In addition to the 2,165 same-store facilities, we have 279 facilities that were not stabilized with respect to occupancies, revenues or cost of operations since January 1, 2017 or that we did not own as of January 1, 2017, including 71 facilities that were acquired from third parties, 74 newly developed facilities, 62 facilities that have been expanded or are targeted for expansion, and 72 facilities that are unstabilized due to the impact of casualties and other factors (collectively, the “Non Same Store Facilities”). Operating data, metrics, and further commentary with respect to these facilities, including detail by vintage, is included in “Management’s Discussion and Analysis of Financial Condition and Results of Operations” under “Self-Storage Operations” in our March 31, 2019 Form 10-Q.

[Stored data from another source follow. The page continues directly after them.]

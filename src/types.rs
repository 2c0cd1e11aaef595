//! Shared primitive identifier aliases.

/// Monotonic per-session action identifier, assigned at record time.
pub type ActionId = u64;
/// Monotonic journal entry sequence number.
pub type EntrySeq = u64;
/// Identity key for an optimistic operation.
///
/// Callers supply a semantic key (e.g. `"lock-msg-1"`) so repeated
/// gestures on the same target de-duplicate; omitted ids are generated.
pub type OperationId = String;
use std::sync::Arc;

use tokio::{
    sync::{Mutex, broadcast, mpsc, oneshot},
    time::{Duration, Instant},
};
use tracing::{debug, error, warn};

use crate::{
    action::{ActionDraft, ActionSummary},
    core::history::{ActionHistory, HistoryError},
    entry::StoredEntry,
    keymap::EditCommand,
    persist::{EntrySink, PersistError},
    types::{ActionId, EntrySeq},
};

use super::events::HistoryEvent;

#[derive(Debug)]
pub enum RuntimeError {
    History(HistoryError),
    Persist(PersistError),
    ChannelClosed,
}

impl From<HistoryError> for RuntimeError {
    fn from(value: HistoryError) -> Self {
        Self::History(value)
    }
}

impl From<PersistError> for RuntimeError {
    fn from(value: PersistError) -> Self {
        Self::Persist(value)
    }
}

#[derive(Debug, Clone)]
pub struct RuntimeConfig {
    pub journal_batch_max: usize,
    pub journal_max_latency_ms: u64,
    pub journal_queue_bound: usize,
    pub events_capacity: usize,
    pub command_queue_bound: usize,
}

impl Default for RuntimeConfig {
    fn default() -> Self {
        Self {
            journal_batch_max: 32,
            journal_max_latency_ms: 75,
            journal_queue_bound: 64,
            events_capacity: 1024,
            command_queue_bound: 256,
        }
    }
}

pub struct HistoryHandle {
    cmd_tx: mpsc::Sender<Command>,
    events_tx: broadcast::Sender<HistoryEvent>,
}

impl Clone for HistoryHandle {
    fn clone(&self) -> Self {
        Self {
            cmd_tx: self.cmd_tx.clone(),
            events_tx: self.events_tx.clone(),
        }
    }
}

enum Command {
    Record {
        draft: ActionDraft,
        resp: oneshot::Sender<Result<ActionId, RuntimeError>>,
    },
    Undo {
        resp: oneshot::Sender<Result<bool, RuntimeError>>,
    },
    Redo {
        resp: oneshot::Sender<Result<bool, RuntimeError>>,
    },
    Clear {
        resp: oneshot::Sender<()>,
    },
    History {
        resp: oneshot::Sender<Vec<ActionSummary>>,
    },
    CanUndo {
        resp: oneshot::Sender<bool>,
    },
    CanRedo {
        resp: oneshot::Sender<bool>,
    },
    Flush {
        resp: oneshot::Sender<Result<EntrySeq, RuntimeError>>,
    },
    Shutdown {
        resp: oneshot::Sender<Result<(), RuntimeError>>,
    },
}

enum JournalMsg {
    Entries(Vec<StoredEntry>),
    Flush {
        resp: oneshot::Sender<Result<EntrySeq, PersistError>>,
    },
    Shutdown {
        resp: oneshot::Sender<()>,
    },
}

/// Spawns the single-writer history loop. All mutation funnels through
/// one command queue, so concurrent undo/redo calls are serialized rather
/// than racing.
pub fn spawn_history(
    history: ActionHistory,
    sink: Option<Box<dyn EntrySink>>,
    config: RuntimeConfig,
) -> HistoryHandle {
    let (cmd_tx, mut cmd_rx) = mpsc::channel::<Command>(config.command_queue_bound.max(1));
    let (events_tx, _) = broadcast::channel::<HistoryEvent>(config.events_capacity.max(1));

    let journal_tx_opt = sink.map(|sink| {
        let (journal_tx, journal_rx) = mpsc::channel::<JournalMsg>(config.journal_queue_bound.max(1));
        spawn_journal_worker(sink, journal_rx, config.clone());
        journal_tx
    });

    let events_tx_loop = events_tx.clone();

    tokio::spawn(async move {
        let mut history = history;
        while let Some(cmd) = cmd_rx.recv().await {
            let done =
                handle_command(cmd, &mut history, &events_tx_loop, journal_tx_opt.as_ref()).await;
            if done {
                break;
            }
        }
    });

    HistoryHandle { cmd_tx, events_tx }
}

impl HistoryHandle {
    pub fn subscribe(&self) -> broadcast::Receiver<HistoryEvent> {
        self.events_tx.subscribe()
    }

    /// Validates, executes, and records one action. Validation and
    /// execute failures propagate; nothing is pushed in that case.
    pub async fn record(&self, draft: ActionDraft) -> Result<ActionId, RuntimeError> {
        let (tx, rx) = oneshot::channel();
        self.cmd_tx
            .send(Command::Record { draft, resp: tx })
            .await
            .map_err(|_| RuntimeError::ChannelClosed)?;
        rx.await.map_err(|_| RuntimeError::ChannelClosed)?
    }

    /// Rolls back the most recent action. `Ok(false)` means there was
    /// nothing to undo or the undo effect failed; details arrive on the
    /// event stream.
    pub async fn undo(&self) -> Result<bool, RuntimeError> {
        let (tx, rx) = oneshot::channel();
        self.cmd_tx
            .send(Command::Undo { resp: tx })
            .await
            .map_err(|_| RuntimeError::ChannelClosed)?;
        rx.await.map_err(|_| RuntimeError::ChannelClosed)?
    }

    /// Reapplies the most recently undone action.
    pub async fn redo(&self) -> Result<bool, RuntimeError> {
        let (tx, rx) = oneshot::channel();
        self.cmd_tx
            .send(Command::Redo { resp: tx })
            .await
            .map_err(|_| RuntimeError::ChannelClosed)?;
        rx.await.map_err(|_| RuntimeError::ChannelClosed)?
    }

    /// Routes a resolved keyboard command to `undo` or `redo`.
    pub async fn dispatch(&self, cmd: EditCommand) -> Result<bool, RuntimeError> {
        match cmd {
            EditCommand::Undo => self.undo().await,
            EditCommand::Redo => self.redo().await,
        }
    }

    pub async fn clear(&self) -> Result<(), RuntimeError> {
        let (tx, rx) = oneshot::channel();
        self.cmd_tx
            .send(Command::Clear { resp: tx })
            .await
            .map_err(|_| RuntimeError::ChannelClosed)?;
        rx.await.map_err(|_| RuntimeError::ChannelClosed)
    }

    pub async fn history(&self) -> Result<Vec<ActionSummary>, RuntimeError> {
        let (tx, rx) = oneshot::channel();
        self.cmd_tx
            .send(Command::History { resp: tx })
            .await
            .map_err(|_| RuntimeError::ChannelClosed)?;
        rx.await.map_err(|_| RuntimeError::ChannelClosed)
    }

    pub async fn can_undo(&self) -> Result<bool, RuntimeError> {
        let (tx, rx) = oneshot::channel();
        self.cmd_tx
            .send(Command::CanUndo { resp: tx })
            .await
            .map_err(|_| RuntimeError::ChannelClosed)?;
        rx.await.map_err(|_| RuntimeError::ChannelClosed)
    }

    pub async fn can_redo(&self) -> Result<bool, RuntimeError> {
        let (tx, rx) = oneshot::channel();
        self.cmd_tx
            .send(Command::CanRedo { resp: tx })
            .await
            .map_err(|_| RuntimeError::ChannelClosed)?;
        rx.await.map_err(|_| RuntimeError::ChannelClosed)
    }

    /// Forces the journal to durable storage, returning the last durable
    /// entry sequence.
    pub async fn flush(&self) -> Result<EntrySeq, RuntimeError> {
        let (tx, rx) = oneshot::channel();
        self.cmd_tx
            .send(Command::Flush { resp: tx })
            .await
            .map_err(|_| RuntimeError::ChannelClosed)?;
        rx.await.map_err(|_| RuntimeError::ChannelClosed)?
    }

    pub async fn shutdown(&self) -> Result<(), RuntimeError> {
        let (tx, rx) = oneshot::channel();
        self.cmd_tx
            .send(Command::Shutdown { resp: tx })
            .await
            .map_err(|_| RuntimeError::ChannelClosed)?;
        rx.await.map_err(|_| RuntimeError::ChannelClosed)?
    }
}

Investing and Capital Activities

During the three months ended March 31, 2019, we acquired 12 self-storage facilities (nine in Virginia and one each in Florida, Georgia and Kentucky) with 0.8 million net rentable square feet for $81.3 million. Subsequent to March 31, 2019, we acquired or were under contract to acquire ten self-storage facilities (four in Florida, two in Virginia and one each in Arizona, Colorado, Michigan and Texas) with 0.7 million net rentable square feet for $116.4 million.

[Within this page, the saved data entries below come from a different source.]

//! Reversible action history with optimistic execution for interactive clients.
//!
//! Two independent, composable pieces: an action history that sequences
//! reversible user actions (bounded undo/redo with an audit journal), and
//! an optimistic executor that applies local effects before server
//! confirmation with best-effort rollback and single-flight identity
//! de-duplication.
//!
//! # Examples
//!
//! In-memory usage with [`core::history::ActionHistory`]:
//! ```
//! use std::sync::{
//!     Arc,
//!     atomic::{AtomicBool, Ordering},
//! };
//!
//! use actionlog::{action::ActionDraft, core::history::ActionHistory};
//!
//! # #[tokio::main]
//! # async fn main() {
//! let locked = Arc::new(AtomicBool::new(false));
//! let mut history = ActionHistory::new();
//!
//! let on = Arc::clone(&locked);
//! let off = Arc::clone(&locked);
//! let summary = history
//!     .record(
//!         ActionDraft::new("Lock msg-1")
//!             .on_execute(move || {
//!                 let on = Arc::clone(&on);
//!                 async move {
//!                     on.store(true, Ordering::SeqCst);
//!                     Ok(())
//!                 }
//!             })
//!             .on_undo(move || {
//!                 let off = Arc::clone(&off);
//!                 async move {
//!                     off.store(false, Ordering::SeqCst);
//!                     Ok(())
//!                 }
//!             }),
//!     )
//!     .await
//!     .expect("record");
//! assert_eq!(summary.id, 1);
//! assert!(locked.load(Ordering::SeqCst));
//!
//! history.undo().await.expect("undo");
//! assert!(!locked.load(Ordering::SeqCst));
//! # }
//! ```
//!
//! Runtime usage with SQLite journal sink:
//! ```no_run
//! use actionlog::{
//!     action::ActionDraft,
//!     core::history::ActionHistory,
//!     persist::sqlite::SqliteEntrySink,
//!     runtime::handle::{RuntimeConfig, spawn_history},
//! };
//!
//! # #[tokio::main]
//! # async fn main() {
//! let sink = SqliteEntrySink::open("history.db").expect("open sqlite");
//! let handle = spawn_history(
//!     ActionHistory::new(),
//!     Some(Box::new(sink)),
//!     RuntimeConfig::default(),
//! );
//!
//! let _id = handle
//!     .record(
//!         ActionDraft::new("Tag msg-7")
//!             .on_execute(|| async { Ok(()) })
//!             .on_undo(|| async { Ok(()) }),
//!     )
//!     .await
//!     .expect("record");
//! assert!(handle.undo().await.expect("undo"));
//! handle.shutdown().await.expect("shutdown");
//! # }
//! ```

/// Action data model: effect closures, drafts, and summaries.
pub mod action;
/// In-memory history core and undo/redo mechanics.
pub mod core;
/// Journal entry model and persistence wrapper types.
pub mod entry;
/// Keyboard-chord resolution for undo/redo dispatch.
pub mod keymap;
/// Optimistic executor and pending-operation tracking.
pub mod optimistic;
/// Persistence abstraction and SQLite implementation.
pub mod persist;
/// Single-writer runtime handle and events.
pub mod runtime;
/// Shared primitive types.
pub mod types;
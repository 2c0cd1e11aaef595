//! Optimistic local-first execution with single-flight identity tracking.

/// Executor, operation construction, and pending bookkeeping.
pub mod executor;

During the three months ended March 31, 2019, we opened four newly developed facilities and various expansion projects (1.6 million net rentable square feet – 1.3 million in Texas and 0.1 million each in California, Colorado and Florida) costing $133.5 million. At March 31, 2019, we had various facilities in development (1.2 million net rentable square feet) estimated to cost $194 million and various expansion projects (2.7 million net rentable square feet) estimated to cost $318 million. Our aggregate 3.9 million net rentable square foot pipeline of development and expansion facilities includes 1.0 million in Florida, 0.8 million in Minnesota, 0.4 million in Washington, 0.3 million each in Colorado and North Carolina and 1.1 million in other states. The remaining $299 million of development costs for these projects is expected to be incurred primarily in the next 18 months.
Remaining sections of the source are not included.